Por isso pode-se dizer que culto e cultura são frutos cultivados neste solo fecundo que é a mortalidade consciente de si, o vivente que sabe que morrerá. Nosso estado de mortais nos é constantemente lembrado no destino de nossos semelhantes, ou mesmo dos animais que devoramos, de modo que os humanos-terranos sempre estiveram diante da mortandade sem fim das alteridades, espelhos irrecusáveis de um destino comum. Deste nosso destino comum de mortais é que erguem-se, como árvores enraizadas num solo repleto de raízes e esqueletos, os cultos e as culturas.
“A possibilidade de enraizar no passado a experiência atual de um grupo se perfaz pelas mediações simbólicas. É o gesto, o canto, a dança, o rito, a oração, a fala que evoca, a fala que invoca. No mundo arcaico tudo isto é fundamentalmente religião, vínculo do presente com o outrora-tornado-agora, laço da comunidade com as forças que a criaram em outro tempo e que sustêm a sua identidade.
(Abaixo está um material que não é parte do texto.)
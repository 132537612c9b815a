//! Per-cell classification of a composite against its bootstrap cutoffs.

use std::str::FromStr;

use ndarray::Array2;

use crate::error::SigError;
use crate::grid::{Grid2, SignificanceGrid};
use crate::validate::check_alignment;

/// Which direction(s) of deviation are tested for significance.
#[derive(Clone, Copy, Debug, PartialEq, Eq, Hash, Default)]
pub enum Tail {
    /// Test for significantly high and significantly low values.
    #[default]
    Both,
    /// Only test for significantly high values; nothing is classified `-1`.
    High,
    /// Only test for significantly low values; nothing is classified `+1`.
    Low,
}

impl FromStr for Tail {
    type Err = SigError;

    fn from_str(s: &str) -> Result<Self, Self::Err> {
        match s {
            "both" => Ok(Tail::Both),
            "high" => Ok(Tail::High),
            "low" => Ok(Tail::Low),
            other => Err(SigError::InvalidTailOption {
                tail: other.to_string(),
            }),
        }
    }
}

/// Classifies a composite grid against low/high cutoff grids.
///
/// All three grids must share an identical spatial footprint; alignment is
/// re-validated here and a mismatch is fatal. Per cell, strictly above the
/// high cutoff is `+1`, strictly below the low cutoff is `-1`, anything
/// else (including ties and NaN comparisons) is `0`. `tail` restricts which
/// branch is evaluated. No input is modified.
///
/// # Errors
///
/// [`SigError::ShapeMismatch`] if the composite and either cutoff grid
/// disagree on coordinates.
pub fn classify(
    composite: &Grid2,
    low: &Grid2,
    high: &Grid2,
    tail: Tail,
) -> Result<SignificanceGrid, SigError> {
    check_alignment("composite", composite.coords(), "low cutoff", low.coords())?;
    check_alignment("composite", composite.coords(), "high cutoff", high.coords())?;

    let (nlat, nlon) = composite.values().dim();
    let mut out = Array2::<i8>::zeros((nlat, nlon));

    for i in 0..nlat {
        for j in 0..nlon {
            let v = composite.values()[[i, j]];
            if tail != Tail::Low && v > high.values()[[i, j]] {
                out[[i, j]] = 1;
            } else if tail != Tail::High && v < low.values()[[i, j]] {
                out[[i, j]] = -1;
            }
        }
    }

    Ok(SignificanceGrid::new(composite.coords().clone(), out))
}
A esfera do culto, com a sua constante reatualização das origens e dos ancestrais, afirma-se como um outro universal das sociedades humanas juntamente com a luta pelos meios materiais de vida.” (BOSI, p. 15)
O culto aos mortos célebres, longe de ter ficado para trás e caído em desuso, é algo altamente disseminado no mundo presente, onde cultuados são principalmente os que já morreram – uma legião aliás tão numerosa que há ídolos para todos os gostos, dos messias (Jesus, Maomé, Buda, Confúcio etc.) aos cientistas (sabemos o quanto um Darwin, um Freud ou um Einstein são idolatrados!), dos faraós e pajés de outrora aos rockstars apagados-da-vida para depois serem Fênix em plena rebrilhância pop (vejam as multidões prostradas em louvor a mortos célebres como Hendrix, Janis, Lennon, Cobain…).
Talvez não haja pânico maior que assole o ser humano, ainda que isso permaneça trancado nos porões de seu subconsciente, como uma angústia reprimida que a consciência desperta não permite que venha à tona, do que o achaque insuportável de morrer e ser esquecido. Não é a morte o insuportável, o que lhe empresta a sua insuportabilidade mais intensa é o pensamento, ou mesmo a previsão, de que também a memória é mortal, e que cada mortal só restará na memória dos que ficam por um tempo limitado. No longo prazo, pelo Lethes seremos todos engolidos – idéia insuportável, contra a qual insurgem-se cultos e culturas. Por isso não acredito que possamos compreender as religiões sem olhar com atenção não somente para os céus, mas também para as entranhas da terra. Aquela terra de onde crescem batatas e laranjeiras, que ao mesmo tempo é aquela terra onde microorganismos esfomeados e urubus famintos não param de refestelar-se com frescos cadáveres (não se preocupem: eles terão sua vez).
Bosi, ainda refletindo sobre o cultus, vai ao X da questão:
“Quanto ao momento religioso, realiza a lembrança, reapresenta as origens, repropõe o nexo do indivíduo com uma totalidade espiritual ou cósmica. O culto dá sentido ao tempo redimindo-o da entropia cotidiana e da morte que cada novo minuto decreta sobre o anterior. MORTE, ONDE ESTÁ TUA VITÓRIA?, este desafio que Paulo faz à grande inimiga em sua fala aos coríntios é o sumo e a suma de todas as crenças. (…) O culto, em si, na sua pureza, e enquanto alheio às instâncias de poder que dele se apropriam, significa o respeito pela alteridade das criaturas, pela sua transcendência, o desejo de ultrapassar os confins do próprio ego e vencer com as forças da alma as angústias da existência carnal e finita.” (BOSI, p. 19)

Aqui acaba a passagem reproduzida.